Quantcast
Channel: Harvard Science Review » Fall 2013
Viewing all articles
Browse latest Browse all 13

The Secret Life of Plants

$
0
0

by Tristan Wang

On a night in 1966 interrogation specialist Cleve Backster taught how to perform lie detection to policemen. On a whim, Backster attached electrodes of a galvanometer to a nearby dracaena plant. A galvanometer is an instrument that detects minute electric currents, often used as a part of the polygraph lie detector. When Backster began to water the plant, the galvanometer did not show the same growth in electrical conductivity as he would have expected. Instead, the needle of the galvanometer started to move downward, a response often only seen with surges of human emotion. Caught completely by surprise, Backster started formulating ideas about plant conscience.

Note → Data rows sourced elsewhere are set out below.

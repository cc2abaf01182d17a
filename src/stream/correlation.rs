//! Correlation of asynchronously delivered results with their submissions.
//!
//! Every correlated send inserts a pending entry keyed by its unique id
//! before the frame reaches the engine. Sink callbacks fill the entry's
//! slots; waiters block on a single condition variable until the entry is
//! ready or their deadline passes.
//!
//! An entry leaves the table exactly once, under the table lock: claimed by
//! a waiter, abandoned by a waiter whose deadline passed, dropped on request,
//! swept after the retention period, or cleared on close. Whichever of a
//! late delivery and an abandoning waiter takes the lock first wins; a
//! delivery for an id that is no longer present is discarded and never
//! recreates the entry.

use crate::config::PartialPolicy;
use crate::data::{DataOutput, MultiResult, SinkSlot};
use crate::error::{EngineError, Result, StreamError};
use std::collections::HashMap;
use std::sync::{Condvar, Mutex, MutexGuard};
use std::time::{Duration, Instant};

type SlotValue = std::result::Result<DataOutput, EngineError>;

/// Why a delivery was not stored.
#[derive(Debug, Clone, Copy, PartialEq, Eq)]
pub enum DiscardReason {
    /// Claimed, abandoned, dropped, or never issued.
    UnknownId,
    /// The slot already holds a result.
    DuplicateSlot,
    SlotOutOfRange,
    Closed,
}

/// Outcome of [`CorrelationTable::deliver`].
#[derive(Debug, Clone, Copy, PartialEq, Eq)]
pub enum DeliverOutcome {
    /// Stored; the entry still waits for other slots.
    Stored,
    /// Stored; every slot of the entry is now filled.
    Completed,
    Discarded(DiscardReason),
}

#[derive(Debug, Clone, Copy, PartialEq, Eq)]
enum EntryStatus {
    Pending,
    Ready,
}

struct Entry {
    status: EntryStatus,
    slots: Vec<Option<SlotValue>>,
    filled: usize,
    created: Instant,
    first_arrival: Option<Instant>,
    waiters: usize,
}

impl Entry {
    fn new(slots: usize) -> Self {
        Self {
            status: EntryStatus::Pending,
            slots: vec![None; slots],
            filled: 0,
            created: Instant::now(),
            first_arrival: None,
            waiters: 0,
        }
    }

    /// End of the completion window, if one is running and representable.
    fn window_end(&self, window: Option<Duration>) -> Option<Instant> {
        self.first_arrival?.checked_add(window?)
    }
}

struct TableState {
    entries: HashMap<u64, Entry>,
    closed: bool,
}

enum Step {
    Claim,
    Abandon,
    /// Sleep until notified, or at most this long.
    Wait(Option<Duration>),
}

/// Slots taken out of a claimed or abandoned entry.
struct Claimed {
    slots: Vec<Option<SlotValue>>,
    filled: usize,
}

/// Pending results keyed by unique id.
pub struct CorrelationTable {
    slots_per_entry: usize,
    completion_window: Option<Duration>,
    policy: PartialPolicy,
    state: Mutex<TableState>,
    arrived: Condvar,
}

impl CorrelationTable {
    /// Table with one slot per entry.
    pub fn single() -> Self {
        Self::with_slots(1, None, PartialPolicy::Fail)
    }

    /// Table with `sinks` slots per entry.
    ///
    /// With a `completion_window`, an entry becomes ready once that much time
    /// has passed since its first delivery, even if slots are still empty.
    pub fn multi(sinks: usize, completion_window: Option<Duration>, policy: PartialPolicy) -> Self {
        Self::with_slots(sinks, completion_window, policy)
    }

    fn with_slots(slots: usize, completion_window: Option<Duration>, policy: PartialPolicy) -> Self {
        Self {
            slots_per_entry: slots.max(1),
            completion_window,
            policy,
            state: Mutex::new(TableState {
                entries: HashMap::new(),
                closed: false,
            }),
            arrived: Condvar::new(),
        }
    }

    /// Insert a pending entry.
    ///
    /// # Panics
    /// If an entry for `id` already exists.
    pub fn insert(&self, id: u64) -> Result<()> {
        let mut state = self.lock();
        if state.closed {
            return Err(StreamError::InstanceDestroyed);
        }
        if state.entries.contains_key(&id) {
            panic!("correlation id {} inserted twice", id);
        }
        state.entries.insert(id, Entry::new(self.slots_per_entry));
        Ok(())
    }

    /// Remove an entry without waiting. Returns whether it existed.
    pub fn remove(&self, id: u64) -> bool {
        let removed = self.lock().entries.remove(&id).is_some();
        if removed {
            self.arrived.notify_all();
        }
        removed
    }

    pub fn contains(&self, id: u64) -> bool {
        self.lock().entries.contains_key(&id)
    }

    /// Store a result in slot `slot` of entry `id` and wake waiters.
    pub fn deliver(&self, id: u64, slot: usize, value: SlotValue) -> DeliverOutcome {
        let mut state = self.lock();
        if state.closed {
            return DeliverOutcome::Discarded(DiscardReason::Closed);
        }
        let Some(entry) = state.entries.get_mut(&id) else {
            return DeliverOutcome::Discarded(DiscardReason::UnknownId);
        };
        let Some(target) = entry.slots.get_mut(slot) else {
            return DeliverOutcome::Discarded(DiscardReason::SlotOutOfRange);
        };
        if target.is_some() {
            return DeliverOutcome::Discarded(DiscardReason::DuplicateSlot);
        }

        *target = Some(value);
        entry.filled += 1;
        entry.first_arrival.get_or_insert_with(Instant::now);
        let outcome = if entry.filled == entry.slots.len() {
            entry.status = EntryStatus::Ready;
            DeliverOutcome::Completed
        } else {
            DeliverOutcome::Stored
        };
        drop(state);

        self.arrived.notify_all();
        outcome
    }

    /// Wait for the single result of `id` and claim it.
    ///
    /// An engine failure delivered for the entry is returned as
    /// [`StreamError::EngineFailure`].
    pub fn wait_single(&self, id: u64, timeout: Duration) -> Result<DataOutput> {
        let claimed = self.wait_claim(id, timeout)?;
        match claimed.slots.into_iter().next().flatten() {
            Some(Ok(output)) => Ok(output),
            Some(Err(err)) => Err(StreamError::EngineFailure(err)),
            None => Err(StreamError::Timeout { waited: timeout }),
        }
    }

    /// Wait for every slot of `id` and claim the entry.
    ///
    /// If the deadline or the completion window ends with only some slots
    /// filled, the partial set is returned under
    /// [`PartialPolicy::ReturnPartial`] and reported as a timeout under
    /// [`PartialPolicy::Fail`].
    pub fn wait_multi(&self, id: u64, timeout: Duration) -> Result<MultiResult> {
        let claimed = self.wait_claim(id, timeout)?;
        if claimed.filled < claimed.slots.len() && self.policy == PartialPolicy::Fail {
            return Err(StreamError::Timeout { waited: timeout });
        }

        let slots = claimed
            .slots
            .into_iter()
            .map(|slot| match slot {
                Some(Ok(output)) => SinkSlot::Delivered(output),
                Some(Err(err)) => SinkSlot::Failed(err),
                None => SinkSlot::Missing,
            })
            .collect();
        Ok(MultiResult {
            unique_id: id,
            slots,
        })
    }

    /// Block until entry `id` is ready, then remove and return it.
    ///
    /// When the deadline passes first the entry is removed as abandoned; its
    /// slots are returned if any were filled, otherwise the wait times out.
    /// A timeout too large to represent as a deadline never expires.
    fn wait_claim(&self, id: u64, timeout: Duration) -> Result<Claimed> {
        let deadline = Instant::now().checked_add(timeout);
        let mut state = self.lock();
        loop {
            if state.closed {
                return Err(StreamError::InstanceDestroyed);
            }

            let now = Instant::now();
            let step = match state.entries.get(&id) {
                None => return Err(StreamError::ResultNotFound(id)),
                Some(entry) if entry.status == EntryStatus::Ready => Step::Claim,
                Some(entry) => {
                    let window_end = entry.window_end(self.completion_window);
                    if window_end.is_some_and(|end| now >= end) {
                        Step::Claim
                    } else if deadline.is_some_and(|end| now >= end) {
                        Step::Abandon
                    } else {
                        let wake_at = match (window_end, deadline) {
                            (Some(a), Some(b)) => Some(a.min(b)),
                            (a, b) => a.or(b),
                        };
                        Step::Wait(wake_at.map(|at| at - now))
                    }
                }
            };

            match step {
                Step::Wait(wait) => {
                    if let Some(entry) = state.entries.get_mut(&id) {
                        entry.waiters += 1;
                    }
                    state = match wait {
                        Some(wait) => self
                            .arrived
                            .wait_timeout(state, wait)
                            .map(|(guard, _)| guard)
                            .unwrap_or_else(|e| e.into_inner().0),
                        None => self.arrived.wait(state).unwrap_or_else(|e| e.into_inner()),
                    };
                    if let Some(entry) = state.entries.get_mut(&id) {
                        entry.waiters = entry.waiters.saturating_sub(1);
                    }
                }
                Step::Claim | Step::Abandon => {
                    let Some(entry) = state.entries.remove(&id) else {
                        return Err(StreamError::ResultNotFound(id));
                    };
                    if matches!(step, Step::Abandon) {
                        tracing::debug!(id, filled = entry.filled, "correlation entry abandoned");
                        if entry.filled == 0 {
                            return Err(StreamError::Timeout { waited: timeout });
                        }
                    }
                    return Ok(Claimed {
                        slots: entry.slots,
                        filled: entry.filled,
                    });
                }
            }
        }
    }

    /// Remove entries nobody waits on that are older than `retention`.
    pub fn sweep(&self, retention: Duration) -> usize {
        let mut state = self.lock();
        let before = state.entries.len();
        state
            .entries
            .retain(|_, entry| entry.waiters > 0 || entry.created.elapsed() < retention);
        before - state.entries.len()
    }

    /// Drop every entry and wake all waiters with `InstanceDestroyed`.
    pub fn close(&self) -> usize {
        let mut state = self.lock();
        state.closed = true;
        let dropped = state.entries.len();
        state.entries.clear();
        drop(state);
        self.arrived.notify_all();
        dropped
    }

    /// Number of entries not yet claimed or abandoned.
    pub fn len(&self) -> usize {
        self.lock().entries.len()
    }

    pub fn is_empty(&self) -> bool {
        self.len() == 0
    }

    #[cfg(test)]
    pub(crate) fn slots_per_entry(&self) -> usize {
        self.slots_per_entry
    }

    fn lock(&self) -> MutexGuard<'_, TableState> {
        self.state.lock().unwrap_or_else(|e| e.into_inner())
    }
}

Because he knew that that some of the strongest emotional stimuli came from life-threatening situations, Backster thought about burning the actual leaf the electrodes were attached to. Before he could reach for a match, the tracing pattern on the graph swept upwards as if in response to the thought of threat. These 10 short minutes changed Backster’s life and gave him the idea of plant sentience—an idea so grand that it later was coined into the term “the Backster effect.” (1)

            It is no argument that humans use their senses to feel, think and act. Even the smallest baby cries when tripped and laughs when played with, but that’s not the whole story.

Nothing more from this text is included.